- _What to do_:
Please restate, exactly as written, the lines running from the beginning of the material through the line that has "typed key extraction" in it.

■ ■ ■ ■

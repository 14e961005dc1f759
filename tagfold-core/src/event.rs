//! Events, payload contracts, and projector functions.
//!
//! This module holds the value types and traits that flow through every
//! projection:
//!
//! - [`Event`] - an immutable, tag-annotated log entry
//! - [`EventPayload`] - marker trait naming an event payload type
//! - [`TagStatePayload`] - object-safe contract for projected payloads,
//!   including the explicit tombstone check
//! - [`PayloadType`] - the trait users implement; a blanket impl lifts it
//!   into `TagStatePayload`
//! - [`TagProjector`] - the pure fold step for one projector

use std::any::Any;

use serde::{Serialize, de::DeserializeOwned};
use uuid::Uuid;

use crate::{ident::SortableUniqueId, tag::Tag};

/// An immutable event from the append-only log.
///
/// Tags are carried as raw `"group:content"` strings; typed key extraction
/// happens at the projection boundary via [`Tag::parse`] and
/// [`TagGroup::key_of`](crate::tag::TagGroup::key_of).
#[derive(Clone, Debug, PartialEq, Eq, Serialize, serde::Deserialize)]
pub struct Event {
    /// Unique event identity, used for duplicate suppression.
    pub id: Uuid,
    /// Position in the log and embedded creation instant.
    pub sortable_unique_id: SortableUniqueId,
    /// Registered name of the payload type.
    pub payload_type_name: String,
    /// Serialized payload bytes (JSON).
    pub payload: Vec<u8>,
    /// Raw tag strings attached at append time.
    pub tags: Vec<String>,
}

impl Event {
    /// Build an event for `payload` created at `at`.
    ///
    /// # Errors
    ///
    /// Returns a serialization error if the payload cannot be encoded.
    pub fn new<T: EventPayload>(
        payload: &T,
        tags: Vec<String>,
        at: std::time::SystemTime,
    ) -> Result<Self, serde_json::Error> {
        let id = Uuid::new_v4();
        Ok(Self {
            id,
            sortable_unique_id: SortableUniqueId::generate(at, id),
            payload_type_name: T::TYPE_NAME.to_string(),
            payload: serde_json::to_vec(payload)?,
            tags,
        })
    }

    /// Decode the payload as `T`.
    ///
    /// Returns `None` when the event carries a different payload type;
    /// projectors use this to pattern-match on event kinds.
    #[must_use]
    pub fn payload_as<T: EventPayload + DeserializeOwned>(&self) -> Option<T> {
        if self.payload_type_name != T::TYPE_NAME {
            return None;
        }
        serde_json::from_slice(&self.payload).ok()
    }

    /// Iterate the event's tags in parsed form, skipping malformed entries.
    pub fn parsed_tags(&self) -> impl Iterator<Item = Tag> + '_ {
        self.tags.iter().filter_map(|raw| Tag::parse(raw))
    }
}

/// Marker trait naming an event payload type.
///
/// The name is stored alongside the serialized bytes so consumers can route
/// payloads back to the correct type without inspecting their shape.
pub trait EventPayload: Serialize {
    const TYPE_NAME: &'static str;
}

/// The trait projected-payload types implement.
///
/// `TYPE_NAME` keys the payload in the
/// [`DomainTypeRegistry`](crate::registry::DomainTypeRegistry) so snapshots
/// can resolve entries back to concrete types. `is_tombstone` is the
/// explicit removal contract: when a fold step produces a tombstone, the
/// entry is dropped from the projection instead of being stored.
pub trait PayloadType: Serialize + DeserializeOwned + Clone + Send + Sync + 'static {
    const TYPE_NAME: &'static str;

    /// Whether this payload marks its entry as logically removed.
    fn is_tombstone(&self) -> bool {
        false
    }
}

/// Object-safe view of a projected payload.
///
/// You never implement this trait yourself - the blanket impl covers every
/// [`PayloadType`]. It exists so [`TagState`](crate::tag::TagState) can hold
/// payloads of any registered type behind one box.
pub trait TagStatePayload: Any + Send + Sync {
    /// Registered type name, identical to [`PayloadType::TYPE_NAME`].
    fn type_name(&self) -> &'static str;

    /// Whether this payload marks its entry as logically removed.
    fn is_tombstone(&self) -> bool;

    /// Encode the payload as a JSON value.
    ///
    /// # Errors
    ///
    /// Returns a serialization error if the payload cannot be encoded.
    fn payload_json(&self) -> Result<serde_json::Value, serde_json::Error>;

    fn clone_payload(&self) -> Box<dyn TagStatePayload>;

    fn as_any(&self) -> &dyn Any;
}

impl<T: PayloadType> TagStatePayload for T {
    fn type_name(&self) -> &'static str {
        T::TYPE_NAME
    }

    fn is_tombstone(&self) -> bool {
        PayloadType::is_tombstone(self)
    }

    fn payload_json(&self) -> Result<serde_json::Value, serde_json::Error> {
        serde_json::to_value(self)
    }

    fn clone_payload(&self) -> Box<dyn TagStatePayload> {
        Box::new(self.clone())
    }

    fn as_any(&self) -> &dyn Any {
        self
    }
}

impl Clone for Box<dyn TagStatePayload> {
    fn clone(&self) -> Self {
        self.clone_payload()
    }
}

impl dyn TagStatePayload {
    /// Downcast to a concrete payload type.
    #[must_use]
    pub fn downcast_ref<T: PayloadType>(&self) -> Option<&T> {
        self.as_any().downcast_ref()
    }
}

impl std::fmt::Debug for dyn TagStatePayload {
    fn fmt(&self, f: &mut std::fmt::Formatter<'_>) -> std::fmt::Result {
        f.debug_struct("TagStatePayload")
            .field("type_name", &self.type_name())
            .field("is_tombstone", &self.is_tombstone())
            .finish()
    }
}

/// Pure fold step binding events to one projected payload shape.
///
/// `project` receives the previous payload for a key (or `None` for a key
/// seen for the first time) and must not depend on anything but its
/// arguments: the dual-view engine replays it against the same events in
/// different orders and relies on identical results.
pub trait TagProjector: Send + Sync + 'static {
    /// Stable projector name, part of every
    /// [`TagStateId`](crate::tag::TagStateId).
    const NAME: &'static str;

    /// Projector logic version. Snapshots written under a different version
    /// are incompatible and trigger a rebuild from the log.
    const VERSION: &'static str;

    fn project(current: Option<Box<dyn TagStatePayload>>, event: &Event) -> Box<dyn TagStatePayload>;
}

#[cfg(test)]
mod tests {
    use std::time::{Duration, UNIX_EPOCH};

    use serde::Deserialize;

    use super::*;

    #[derive(Clone, Debug, PartialEq, Serialize, Deserialize)]
    struct TemperatureRead {
        celsius: i32,
    }

    impl EventPayload for TemperatureRead {
        const TYPE_NAME: &'static str = "TemperatureRead";
    }

    #[derive(Clone, Debug, Serialize, Deserialize)]
    struct Reading {
        celsius: i32,
        retired: bool,
    }

    impl PayloadType for Reading {
        const TYPE_NAME: &'static str = "Reading";

        fn is_tombstone(&self) -> bool {
            self.retired
        }
    }

    fn at(secs: u64) -> std::time::SystemTime {
        UNIX_EPOCH + Duration::from_secs(secs)
    }

    #[test]
    fn payload_as_decodes_matching_type() {
        let event = Event::new(
            &TemperatureRead { celsius: 21 },
            vec!["Station:1".to_string()],
            at(1_000),
        )
        .unwrap();
        assert_eq!(
            event.payload_as::<TemperatureRead>(),
            Some(TemperatureRead { celsius: 21 })
        );
    }

    #[test]
    fn payload_as_rejects_other_types() {
        #[derive(Clone, Debug, PartialEq, Serialize, Deserialize)]
        struct Other;
        impl EventPayload for Other {
            const TYPE_NAME: &'static str = "Other";
        }

        let event = Event::new(&TemperatureRead { celsius: 21 }, vec![], at(1_000)).unwrap();
        assert_eq!(event.payload_as::<Other>(), None);
    }

    #[test]
    fn parsed_tags_skips_malformed_entries() {
        let event = Event {
            id: Uuid::new_v4(),
            sortable_unique_id: SortableUniqueId::now(Uuid::new_v4()),
            payload_type_name: "TemperatureRead".to_string(),
            payload: b"{}".to_vec(),
            tags: vec!["Station:1".to_string(), "garbage".to_string()],
        };
        let tags: Vec<Tag> = event.parsed_tags().collect();
        assert_eq!(tags.len(), 1);
        assert_eq!(tags[0].group, "Station");
        assert_eq!(tags[0].content, "1");
    }

    #[test]
    fn boxed_payload_round_trips_through_clone_and_downcast() {
        let boxed: Box<dyn TagStatePayload> = Box::new(Reading {
            celsius: 5,
            retired: false,
        });
        let cloned = boxed.clone();
        assert_eq!(cloned.type_name(), "Reading");
        assert!(!cloned.is_tombstone());
        assert_eq!(cloned.downcast_ref::<Reading>().unwrap().celsius, 5);
    }

    #[test]
    fn tombstone_flag_surfaces_through_the_object_view() {
        let boxed: Box<dyn TagStatePayload> = Box::new(Reading {
            celsius: 5,
            retired: true,
        });
        assert!(boxed.is_tombstone());
    }
}
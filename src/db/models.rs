use chrono::{DateTime, Utc};
use serde::{Deserialize, Serialize};
use std::fmt;
use std::str::FromStr;

/// Who authored a message: the end user or the human admin answering.
#[derive(Debug, Clone, Copy, PartialEq, Eq, Hash, Serialize, Deserialize)]
#[serde(rename_all = "UPPERCASE")]
pub enum MessageType {
    User,
    Assistant,
}

impl MessageType {
    pub fn as_str(&self) -> &'static str {
        match self {
            MessageType::User => "USER",
            MessageType::Assistant => "ASSISTANT",
        }
    }
}

impl fmt::Display for MessageType {
    fn fmt(&self, f: &mut fmt::Formatter<'_>) -> fmt::Result {
        f.write_str(self.as_str())
    }
}

impl FromStr for MessageType {
    type Err = String;

    fn from_str(s: &str) -> Result<Self, Self::Err> {
        match s {
            "USER" => Ok(MessageType::User),
            "ASSISTANT" => Ok(MessageType::Assistant),
            other => Err(format!("unknown message type `{other}`")),
        }
    }
}

/// Global flag shown to users; stored under [`SYSTEM_STATUS_KEY`].
#[derive(Debug, Clone, Copy, PartialEq, Eq, Default, Serialize, Deserialize)]
#[serde(rename_all = "lowercase")]
pub enum SystemStatus {
    #[default]
    Active,
    Maintenance,
}

pub const SYSTEM_STATUS_KEY: &str = "system_status";

impl SystemStatus {
    pub fn as_str(&self) -> &'static str {
        match self {
            SystemStatus::Active => "active",
            SystemStatus::Maintenance => "maintenance",
        }
    }
}

impl FromStr for SystemStatus {
    type Err = String;

    fn from_str(s: &str) -> Result<Self, Self::Err> {
        match s {
            "active" => Ok(SystemStatus::Active),
            "maintenance" => Ok(SystemStatus::Maintenance),
            other => Err(format!("invalid status `{other}`")),
        }
    }
}

#[derive(Debug, Clone, Serialize, PartialEq)]
#[serde(rename_all = "camelCase")]
pub struct DbUser {
    pub id: String,
    pub username: String,
    pub email: Option<String>,
    #[serde(skip_serializing)]
    pub password_hash: String,
    pub created_at: DateTime<Utc>,
    pub updated_at: DateTime<Utc>,
}

#[derive(Debug, Clone, Serialize, PartialEq)]
#[serde(rename_all = "camelCase")]
pub struct DbAdminUser {
    pub id: String,
    pub username: String,
    #[serde(skip_serializing)]
    pub password_hash: String,
    pub created_at: DateTime<Utc>,
    pub updated_at: DateTime<Utc>,
}

#[derive(Debug, Clone, Serialize, Deserialize, PartialEq)]
#[serde(rename_all = "camelCase")]
pub struct DbSession {
    pub id: String,
    pub name: Option<String>,
    pub user_id: String,
    pub created_at: DateTime<Utc>,
    pub updated_at: DateTime<Utc>,
}

#[derive(Debug, Clone, Serialize, Deserialize, PartialEq)]
#[serde(rename_all = "camelCase")]
pub struct DbMessage {
    pub id: String,
    pub content: String,
    #[serde(rename = "type")]
    pub kind: MessageType,
    pub session_id: String,
    pub created_at: DateTime<Utc>,
}

impl DbMessage {
    pub fn is_user(&self) -> bool {
        self.kind == MessageType::User
    }

    pub fn is_assistant(&self) -> bool {
        self.kind == MessageType::Assistant
    }
}

/// Public projection of a user, as embedded in admin listings.
#[derive(Debug, Clone, Serialize, Deserialize, PartialEq)]
#[serde(rename_all = "camelCase")]
pub struct UserSummary {
    pub id: String,
    pub username: String,
    pub email: Option<String>,
}

#[derive(Debug, Clone, Serialize, Deserialize, PartialEq)]
#[serde(rename_all = "camelCase")]
pub struct SessionWithUser {
    #[serde(flatten)]
    pub session: DbSession,
    pub user: UserSummary,
}

/// A message joined with its parent session (and that session's owner).
#[derive(Debug, Clone, Serialize, Deserialize, PartialEq)]
#[serde(rename_all = "camelCase")]
pub struct MessageWithSession {
    #[serde(flatten)]
    pub message: DbMessage,
    pub session: SessionWithUser,
}
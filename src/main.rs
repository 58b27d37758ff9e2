use chat_desk::config::CONFIG;
use chat_desk::service::{accounts, cleanup};
use chat_desk::{DeskState, DeskStorage, desk_router};
use mimalloc::MiMalloc;
use tokio::net::TcpListener;
use tracing::{info, warn};
use tracing_subscriber::{EnvFilter, layer::SubscriberExt, util::SubscriberInitExt};

#[global_allocator]
static GLOBAL: MiMalloc = MiMalloc;

#[tokio::main]
async fn main() -> Result<(), Box<dyn std::error::Error>> {
    dotenvy::dotenv().ok();

    let cfg = &*CONFIG;

    let env_filter =
        EnvFilter::try_from_default_env().unwrap_or_else(|_| EnvFilter::new(cfg.loglevel.clone()));
    tracing_subscriber::registry()
        .with(env_filter)
        .with(
            tracing_subscriber::fmt::layer()
                .with_level(true)
                .with_target(false),
        )
        .init();

    info!(
        listen_addr = %cfg.listen_addr,
        database_url = %cfg.database_url,
        loglevel = %cfg.loglevel,
        insecure_cookie = cfg.insecure_cookie,
        cleanup_enabled = cfg.cleanup_enabled,
        retention_hours = cfg.retention_hours,
    );

    let storage = DeskStorage::connect(&cfg.database_url).await?;

    match accounts::seed_admin(
        &storage,
        cfg.admin_username.as_deref(),
        cfg.admin_password.as_deref(),
    )
    .await
    {
        Ok(Some(admin)) => info!(username = %admin.username, "seeded admin from configuration"),
        Ok(None) => {}
        Err(e) => warn!(error = %e, "failed to seed admin from configuration"),
    }

    let retention = cleanup::RetentionPolicy::new(cfg.retention());
    if cfg.cleanup_enabled {
        cleanup::spawn_schedule(storage.clone(), retention, cfg.cleanup_interval());
    }

    let state = DeskState::new(
        storage,
        cfg.cookie_key(),
        !cfg.insecure_cookie,
        retention,
        cfg.cleanup_enabled,
    );
    let app = desk_router(state);

    let listener = TcpListener::bind(&cfg.listen_addr).await?;
    info!("HTTP server listening on {}", cfg.listen_addr);
    axum::serve(listener, app)
        .with_graceful_shutdown(shutdown_signal())
        .await?;
    Ok(())
}

async fn shutdown_signal() {
    if let Err(e) = tokio::signal::ctrl_c().await {
        warn!(error = %e, "failed to listen for shutdown signal");
        std::future::pending::<()>().await;
    }
    info!("shutdown signal received");
}
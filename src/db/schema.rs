//! SQL DDL for initializing the support desk storage.
//! SQLite-first design; can be adapted for other RDBMS.

/// SQLite schema with:
/// - TEXT primary keys holding UUID v4 strings
/// - timestamps as fixed-width RFC3339 text (microseconds, `Z`), so string
///   comparison orders them chronologically
/// - `ON DELETE CASCADE` from users to sessions and from sessions to messages
///   (requires `PRAGMA foreign_keys = ON`, set on every pooled connection)
/// - `messages(session_id, type, created_at)` index backing the reply lookup
pub const SQLITE_INIT: &str = r#"
CREATE TABLE IF NOT EXISTS users (
    id TEXT PRIMARY KEY,
    username TEXT NOT NULL UNIQUE,
    email TEXT NULL UNIQUE,
    password TEXT NOT NULL,
    created_at TEXT NOT NULL,
    updated_at TEXT NOT NULL
);

CREATE TABLE IF NOT EXISTS admin_users (
    id TEXT PRIMARY KEY,
    username TEXT NOT NULL UNIQUE,
    password TEXT NOT NULL,
    created_at TEXT NOT NULL,
    updated_at TEXT NOT NULL
);

CREATE TABLE IF NOT EXISTS sessions (
    id TEXT PRIMARY KEY,
    name TEXT NULL,
    user_id TEXT NOT NULL REFERENCES users(id) ON DELETE CASCADE,
    created_at TEXT NOT NULL,
    updated_at TEXT NOT NULL
);

CREATE TABLE IF NOT EXISTS messages (
    id TEXT PRIMARY KEY,
    content TEXT NOT NULL,
    type TEXT NOT NULL CHECK (type IN ('USER', 'ASSISTANT')),
    session_id TEXT NOT NULL REFERENCES sessions(id) ON DELETE CASCADE,
    created_at TEXT NOT NULL
);

CREATE TABLE IF NOT EXISTS system_settings (
    key TEXT PRIMARY KEY,
    value TEXT NOT NULL,
    updated_at TEXT NOT NULL
);

CREATE INDEX IF NOT EXISTS idx_sessions_user_id ON sessions(user_id);
CREATE INDEX IF NOT EXISTS idx_messages_session_type_created
    ON messages(session_id, type, created_at);
"#;
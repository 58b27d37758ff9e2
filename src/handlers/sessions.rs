use axum::{
    Json,
    extract::{Path, State},
};
use chrono::Utc;

use crate::db::{DbMessage, DbSession};
use crate::middleware::auth::AuthUser;
use crate::middleware::json_request::JsonBody;
use crate::service::summary::{self, SessionSummary};
use crate::types::api::{CreateSessionRequest, SuccessResponse};
use crate::{DeskError, router::DeskState};

/// Fetch a session only if `user_id` owns it; others' sessions look missing.
pub(crate) async fn owned_session(
    state: &DeskState,
    session_id: &str,
    user_id: &str,
) -> Result<DbSession, DeskError> {
    state
        .storage
        .get_session(session_id)
        .await?
        .filter(|s| s.user_id == user_id)
        .ok_or_else(|| DeskError::NotFound("Session".into()))
}

pub async fn list_sessions(
    State(state): State<DeskState>,
    AuthUser(user): AuthUser,
) -> Result<Json<Vec<SessionSummary>>, DeskError> {
    Ok(Json(summary::list_for_user(&state.storage, &user.id).await?))
}

pub async fn create_session(
    State(state): State<DeskState>,
    AuthUser(user): AuthUser,
    JsonBody(req): JsonBody<CreateSessionRequest>,
) -> Result<Json<DbSession>, DeskError> {
    let name = req.name.as_deref().map(str::trim).filter(|n| !n.is_empty());
    let session = state
        .storage
        .create_session(&user.id, name, Utc::now())
        .await?;
    Ok(Json(session))
}

/// DELETE /api/sessions/{id} -> messages are removed by cascade.
pub async fn delete_session(
    State(state): State<DeskState>,
    AuthUser(user): AuthUser,
    Path(id): Path<String>,
) -> Result<Json<SuccessResponse>, DeskError> {
    owned_session(&state, &id, &user.id).await?;
    state.storage.delete_session(&id).await?;
    Ok(Json(SuccessResponse::ok()))
}

/// GET /api/sessions/{id}/messages -> conversation order; what the poller fetches.
pub async fn session_messages(
    State(state): State<DeskState>,
    AuthUser(user): AuthUser,
    Path(id): Path<String>,
) -> Result<Json<Vec<DbMessage>>, DeskError> {
    owned_session(&state, &id, &user.id).await?;
    Ok(Json(state.storage.list_messages(&id).await?))
}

■ ■ ■ ■

- _Written answer_:
repository 14e961005dc1f759
filename tagfold-core/src/event.rs
//! Events, payload contracts, and projector functions.
//!
//! This module holds the value types and traits that flow through every
//! projection:
//!
//! - [`Event`] - an immutable, tag-annotated log entry
//! - [`EventPayload`] - marker trait naming an event payload type
//! - [`TagStatePayload`] - object-safe contract for projected payloads,
//!   including the explicit tombstone check
//! - [`PayloadType`] - the trait users implement; a blanket impl lifts it
//!   into `TagStatePayload`
//! - [`TagProjector`] - the pure fold step for one projector

use std::any::Any;

use serde::{Serialize, de::DeserializeOwned};
use uuid::Uuid;

use crate::{ident::SortableUniqueId, tag::Tag};

/// An immutable event from the append-only log.
///
/// Tags are carried as raw `"group:content"` strings; typed key extraction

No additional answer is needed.